**Data**
***

//! Batch verification of a candidate directory against one reference photo.
//!
//! Enumeration failures are fatal. Verification failures are per-candidate:
//! they become [`Outcome::Failed`], get reported, and the batch moves on.

use crate::report::Reporter;
use facematch_core::FaceVerifier;
use std::fs;
use std::io::{self, Write};
use std::path::{Path, PathBuf};
use thiserror::Error;

#[derive(Error, Debug)]
pub enum BatchError {
    #[error("failed to list candidate directory {path}: {source}")]
    ListDir {
        path: String,
        #[source]
        source: io::Error,
    },
    #[error("failed to write outcome: {0}")]
    Output(#[from] io::Error),
}

/// Inputs of one batch run.
#[derive(Debug, Clone, PartialEq)]
pub struct BatchConfig {
    pub reference: PathBuf,
    pub candidates_dir: PathBuf,
    /// Case-sensitive filename suffix, e.g. `.png`.
    pub extension: String,
}

/// A directory entry selected for verification.
#[derive(Debug, Clone, PartialEq, Eq)]
pub struct Candidate {
    /// Entry name, lossily decoded for display.
    pub name: String,
    pub path: PathBuf,
}

/// Result for one candidate.
#[derive(Debug, Clone, PartialEq, Eq)]
pub enum Outcome {
    Matched,
    NotMatched,
    Failed(String),
}

impl Outcome {
    pub fn kind(&self) -> &'static str {
        match self {
            Outcome::Matched => "matched",
            Outcome::NotMatched => "not_matched",
            Outcome::Failed(_) => "failed",
        }
    }
}

/// List entries of `dir` whose name ends with `extension`, in directory order.
pub fn list_candidates(dir: &Path, extension: &str) -> Result<Vec<Candidate>, BatchError> {
    let list_err = |source| BatchError::ListDir {
        path: dir.display().to_string(),
        source,
    };

    let mut candidates = Vec::new();
    for entry in fs::read_dir(dir).map_err(list_err)? {
        let entry = entry.map_err(list_err)?;
        let name = entry.file_name().to_string_lossy().into_owned();
        if !name.ends_with(extension) {
            continue;
        }
        candidates.push(Candidate {
            name,
            path: entry.path(),
        });
    }

    Ok(candidates)
}

/// Runs a [`FaceVerifier`] over every candidate of a directory.
pub struct BatchVerifier<V> {
    verifier: V,
    config: BatchConfig,
}

impl<V: FaceVerifier> BatchVerifier<V> {
    pub fn new(verifier: V, config: BatchConfig) -> Self {
        Self { verifier, config }
    }

    /// Verify one candidate. Never fails: errors are folded into the outcome.
    pub fn verify_candidate(&mut self, candidate: &Candidate) -> Outcome {
        match self.verifier.verify(&self.config.reference, &candidate.path) {
            Ok(verification) => {
                tracing::debug!(
                    file = %candidate.name,
                    similarity = verification.similarity,
                    threshold = verification.threshold,
                    verified = verification.verified,
                    "candidate verified"
                );
                if verification.verified {
                    Outcome::Matched
                } else {
                    Outcome::NotMatched
                }
            }
            Err(err) => {
                tracing::warn!(
                    file = %candidate.name,
                    error = %err,
                    "candidate verification failed"
                );
                Outcome::Failed(err.to_string())
            }
        }
    }

    /// Verify every candidate in listing order, reporting each as soon as it is known.
    pub fn run<W: Write>(&mut self, reporter: &mut Reporter<W>) -> Result<(), BatchError> {
        let candidates = list_candidates(&self.config.candidates_dir, &self.config.extension)?;

        tracing::info!(
            reference = %self.config.reference.display(),
            dir = %self.config.candidates_dir.display(),
            extension = %self.config.extension,
            candidates = candidates.len(),
            "starting batch verification"
        );

        for candidate in &candidates {
            let outcome = self.verify_candidate(candidate);
            reporter.report(candidate, &outcome)?;
        }

        Ok(())
    }

    pub fn into_inner(self) -> V {
        self.verifier
    }
}

#[cfg(test)]
mod tests {
    use super::*;
    use facematch_core::Verification;

    fn scratch_dir(name: &str, files: &[&str]) -> PathBuf {
        let dir = std::env::temp_dir()
            .join(format!("facematch-unit-{}-{name}", std::process::id()));
        let _ = fs::remove_dir_all(&dir);
        fs::create_dir_all(&dir).unwrap();
        for file in files {
            fs::write(dir.join(file), b"").unwrap();
        }
        dir
    }

    #[derive(Debug, Error)]
    #[error("{0}")]
    struct StubError(String);

    /// Verdict by file name; names starting with "bad" fail.
    struct ByName;

    impl FaceVerifier for ByName {
        type Error = StubError;

        fn verify(&mut self, _: &Path, candidate: &Path) -> Result<Verification, StubError> {
            let name = candidate.file_name().unwrap().to_string_lossy().into_owned();
            if name.starts_with("bad") {
                return Err(StubError(format!("cannot read {name}")));
            }
            Ok(Verification {
                verified: name.starts_with("same"),
                similarity: 0.5,
                distance: 0.5,
                threshold: 0.4,
                model: "stub".into(),
                reference_confidence: 1.0,
                candidate_confidence: 1.0,
            })
        }
    }

    fn batch(dir: &Path) -> BatchVerifier<ByName> {
        BatchVerifier::new(
            ByName,
            BatchConfig {
                reference: PathBuf::from("person.jpg"),
                candidates_dir: dir.to_path_buf(),
                extension: ".png".into(),
            },
        )
    }

    #[test]
    fn test_list_candidates_filters_extension() {
        let dir = scratch_dir("filter", &["a.png", "b.PNG", "notes.txt", "c.png.bak", "d.png"]);
        let mut names: Vec<String> = list_candidates(&dir, ".png")
            .unwrap()
            .into_iter()
            .map(|c| c.name)
            .collect();
        names.sort();
        assert_eq!(names, vec!["a.png", "d.png"]);
        fs::remove_dir_all(&dir).unwrap();
    }

    #[test]
    fn test_list_candidates_builds_paths_in_dir() {
        let dir = scratch_dir("paths", &["a.png"]);
        let candidates = list_candidates(&dir, ".png").unwrap();
        assert_eq!(candidates[0].path, dir.join("a.png"));
        fs::remove_dir_all(&dir).unwrap();
    }

    #[test]
    fn test_list_candidates_missing_dir() {
        let dir = std::env::temp_dir().join("facematch-unit-does-not-exist");
        let err = list_candidates(&dir, ".png").unwrap_err();
        assert!(matches!(err, BatchError::ListDir { .. }));
        assert!(err.to_string().contains("facematch-unit-does-not-exist"));
    }

    #[test]
    fn test_verify_candidate_maps_verdicts() {
        let mut b = batch(Path::new("/faces"));
        let c = |name: &str| Candidate {
            name: name.into(),
            path: PathBuf::from("/faces").join(name),
        };

        assert_eq!(b.verify_candidate(&c("same1.png")), Outcome::Matched);
        assert_eq!(b.verify_candidate(&c("other.png")), Outcome::NotMatched);
        assert_eq!(
            b.verify_candidate(&c("bad.png")),
            Outcome::Failed("cannot read bad.png".into())
        );
    }

    #[test]
    fn test_run_reports_every_candidate() {
        let dir = scratch_dir("run", &["same.png", "bad.png", "other.png", "skip.jpg"]);
        let mut reporter = Reporter::new(Vec::new(), crate::report::OutputFormat::Text);
        batch(&dir).run(&mut reporter).unwrap();

        let out = String::from_utf8(reporter.into_inner()).unwrap();
        let mut lines: Vec<&str> = out.lines().collect();
        lines.sort();
        assert_eq!(
            lines,
            vec!["cannot read bad.png", "filename match! same.png", "no match for other.png"]
        );
        fs::remove_dir_all(&dir).unwrap();
    }

    #[test]
    fn test_run_missing_dir_reports_nothing() {
        let dir = std::env::temp_dir().join("facematch-unit-run-missing");
        let mut reporter = Reporter::new(Vec::new(), crate::report::OutputFormat::Text);
        assert!(batch(&dir).run(&mut reporter).is_err());
        assert!(reporter.into_inner().is_empty());
    }

    #[test]
    fn test_outcome_kind() {
        assert_eq!(Outcome::Matched.kind(), "matched");
        assert_eq!(Outcome::NotMatched.kind(), "not_matched");
        assert_eq!(Outcome::Failed(String::new()).kind(), "failed");
    }
}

***

**Problem requirements**
Set down each entry exactly as it appears above.

**Expected answer**
//! Batch verification of a candidate directory against one reference photo.
//!
//! Enumeration failures are fatal. Verification failures are per-candidate:
//! they become [`Outcome::Failed`], get reported, and the batch moves on.

use crate::report::Reporter;
use facematch_core::FaceVerifier;
use std::fs;
use std::io::{self, Write};
use std::path::{Path, PathBuf};
use thiserror::Error;

#[derive(Error, Debug)]
pub enum BatchError {
    #[error("failed to list candidate directory {path}: {source}")]
    ListDir {
        path: String,
        #[source]
        source: io::Error,
    },
    #[error("failed to write outcome: {0}")]
    Output(#[from] io::Error),
}

/// Inputs of one batch run.
#[derive(Debug, Clone, PartialEq)]
pub struct BatchConfig {
    pub reference: PathBuf,
    pub candidates_dir: PathBuf,
    /// Case-sensitive filename suffix, e.g. `.png`.
    pub extension: String,
}

/// A directory entry selected for verification.
#[derive(Debug, Clone, PartialEq, Eq)]
pub struct Candidate {
    /// Entry name, lossily decoded for display.
    pub name: String,
    pub path: PathBuf,
}

/// Result for one candidate.
#[derive(Debug, Clone, PartialEq, Eq)]
pub enum Outcome {
    Matched,
    NotMatched,
    Failed(String),
}

impl Outcome {
    pub fn kind(&self) -> &'static str {
        match self {
            Outcome::Matched => "matched",
            Outcome::NotMatched => "not_matched",
            Outcome::Failed(_) => "failed",
        }
    }
}

/// List entries of `dir` whose name ends with `extension`, in directory order.
pub fn list_candidates(dir: &Path, extension: &str) -> Result<Vec<Candidate>, BatchError> {
    let list_err = |source| BatchError::ListDir {
        path: dir.display().to_string(),
        source,
    };

    let mut candidates = Vec::new();
    for entry in fs::read_dir(dir).map_err(list_err)? {
        let entry = entry.map_err(list_err)?;
        let name = entry.file_name().to_string_lossy().into_owned();
        if !name.ends_with(extension) {
            continue;
        }
        candidates.push(Candidate {
            name,
            path: entry.path(),
        });
    }

    Ok(candidates)
}

/// Runs a [`FaceVerifier`] over every candidate of a directory.
pub struct BatchVerifier<V> {
    verifier: V,
    config: BatchConfig,
}

impl<V: FaceVerifier> BatchVerifier<V> {
    pub fn new(verifier: V, config: BatchConfig) -> Self {
        Self { verifier, config }
    }

    /// Verify one candidate. Never fails: errors are folded into the outcome.
    pub fn verify_candidate(&mut self, candidate: &Candidate) -> Outcome {
        match self.verifier.verify(&self.config.reference, &candidate.path) {
            Ok(verification) => {
                tracing::debug!(
                    file = %candidate.name,
                    similarity = verification.similarity,
                    threshold = verification.threshold,
                    verified = verification.verified,
                    "candidate verified"
                );
                if verification.verified {
                    Outcome::Matched
                } else {
                    Outcome::NotMatched
                }
            }
            Err(err) => {
                tracing::warn!(
                    file = %candidate.name,
                    error = %err,
                    "candidate verification failed"
                );
                Outcome::Failed(err.to_string())
            }
        }
    }

    /// Verify every candidate in listing order, reporting each as soon as it is known.
    pub fn run<W: Write>(&mut self, reporter: &mut Reporter<W>) -> Result<(), BatchError> {
        let candidates = list_candidates(&self.config.candidates_dir, &self.config.extension)?;

        tracing::info!(
            reference = %self.config.reference.display(),
            dir = %self.config.candidates_dir.display(),
            extension = %self.config.extension,
            candidates = candidates.len(),
            "starting batch verification"
        );

        for candidate in &candidates {
            let outcome = self.verify_candidate(candidate);
            reporter.report(candidate, &outcome)?;
        }

        Ok(())
    }

    pub fn into_inner(self) -> V {
        self.verifier
    }
}

#[cfg(test)]
mod tests {
    use super::*;
    use facematch_core::Verification;

    fn scratch_dir(name: &str, files: &[&str]) -> PathBuf {
        let dir = std::env::temp_dir()
            .join(format!("facematch-unit-{}-{name}", std::process::id()));
        let _ = fs::remove_dir_all(&dir);
        fs::create_dir_all(&dir).unwrap();
        for file in files {
            fs::write(dir.join(file), b"").unwrap();
        }
        dir
    }

    #[derive(Debug, Error)]
    #[error("{0}")]
    struct StubError(String);

    /// Verdict by file name; names starting with "bad" fail.
    struct ByName;

    impl FaceVerifier for ByName {
        type Error = StubError;

        fn verify(&mut self, _: &Path, candidate: &Path) -> Result<Verification, StubError> {
            let name = candidate.file_name().unwrap().to_string_lossy().into_owned();
            if name.starts_with("bad") {
                return Err(StubError(format!("cannot read {name}")));
            }
            Ok(Verification {
                verified: name.starts_with("same"),
                similarity: 0.5,
                distance: 0.5,
                threshold: 0.4,
                model: "stub".into(),
                reference_confidence: 1.0,
                candidate_confidence: 1.0,
            })
        }
    }

    fn batch(dir: &Path) -> BatchVerifier<ByName> {
        BatchVerifier::new(
            ByName,
            BatchConfig {
                reference: PathBuf::from("person.jpg"),
                candidates_dir: dir.to_path_buf(),
                extension: ".png".into(),
            },
        )
    }

    #[test]
    fn test_list_candidates_filters_extension() {
        let dir = scratch_dir("filter", &["a.png", "b.PNG", "notes.txt", "c.png.bak", "d.png"]);
        let mut names: Vec<String> = list_candidates(&dir, ".png")
            .unwrap()
            .into_iter()
            .map(|c| c.name)
            .collect();
        names.sort();
        assert_eq!(names, vec!["a.png", "d.png"]);
        fs::remove_dir_all(&dir).unwrap();
    }

    #[test]
    fn test_list_candidates_builds_paths_in_dir() {
        let dir = scratch_dir("paths", &["a.png"]);
        let candidates = list_candidates(&dir, ".png").unwrap();
        assert_eq!(candidates[0].path, dir.join("a.png"));
        fs::remove_dir_all(&dir).unwrap();
    }

    #[test]
    fn test_list_candidates_missing_dir() {
        let dir = std::env::temp_dir().join("facematch-unit-does-not-exist");
        let err = list_candidates(&dir, ".png").unwrap_err();
        assert!(matches!(err, BatchError::ListDir { .. }));
        assert!(err.to_string().contains("facematch-unit-does-not-exist"));
    }

    #[test]
    fn test_verify_candidate_maps_verdicts() {
        let mut b = batch(Path::new("/faces"));
        let c = |name: &str| Candidate {
            name: name.into(),
            path: PathBuf::from("/faces").join(name),
        };

        assert_eq!(b.verify_candidate(&c("same1.png")), Outcome::Matched);
        assert_eq!(b.verify_candidate(&c("other.png")), Outcome::NotMatched);
        assert_eq!(
            b.verify_candidate(&c("bad.png")),
            Outcome::Failed("cannot read bad.png".into())
        );
    }

    #[test]
    fn test_run_reports_every_candidate() {
        let dir = scratch_dir("run", &["same.png", "bad.png", "other.png", "skip.jpg"]);
        let mut reporter = Reporter::new(Vec::new(), crate::report::OutputFormat::Text);
        batch(&dir).run(&mut reporter).unwrap();

        let out = String::from_utf8(reporter.into_inner()).unwrap();
        let mut lines: Vec<&str> = out.lines().collect();
        lines.sort();
        assert_eq!(
            lines,
            vec!["cannot read bad.png", "filename match! same.png", "no match for other.png"]
        );
        fs::remove_dir_all(&dir).unwrap();
    }

    #[test]
    fn test_run_missing_dir_reports_nothing() {
        let dir = std::env::temp_dir().join("facematch-unit-run-missing");
        let mut reporter = Reporter::new(Vec::new(), crate::report::OutputFormat::Text);
        assert!(batch(&dir).run(&mut reporter).is_err());
        assert!(reporter.into_inner().is_empty());
    }

    #[test]
    fn test_outcome_kind() {
        assert_eq!(Outcome::Matched.kind(), "matched");
        assert_eq!(Outcome::NotMatched.kind(), "not_matched");
        assert_eq!(Outcome::Failed(String::new()).kind(), "failed");
    }
}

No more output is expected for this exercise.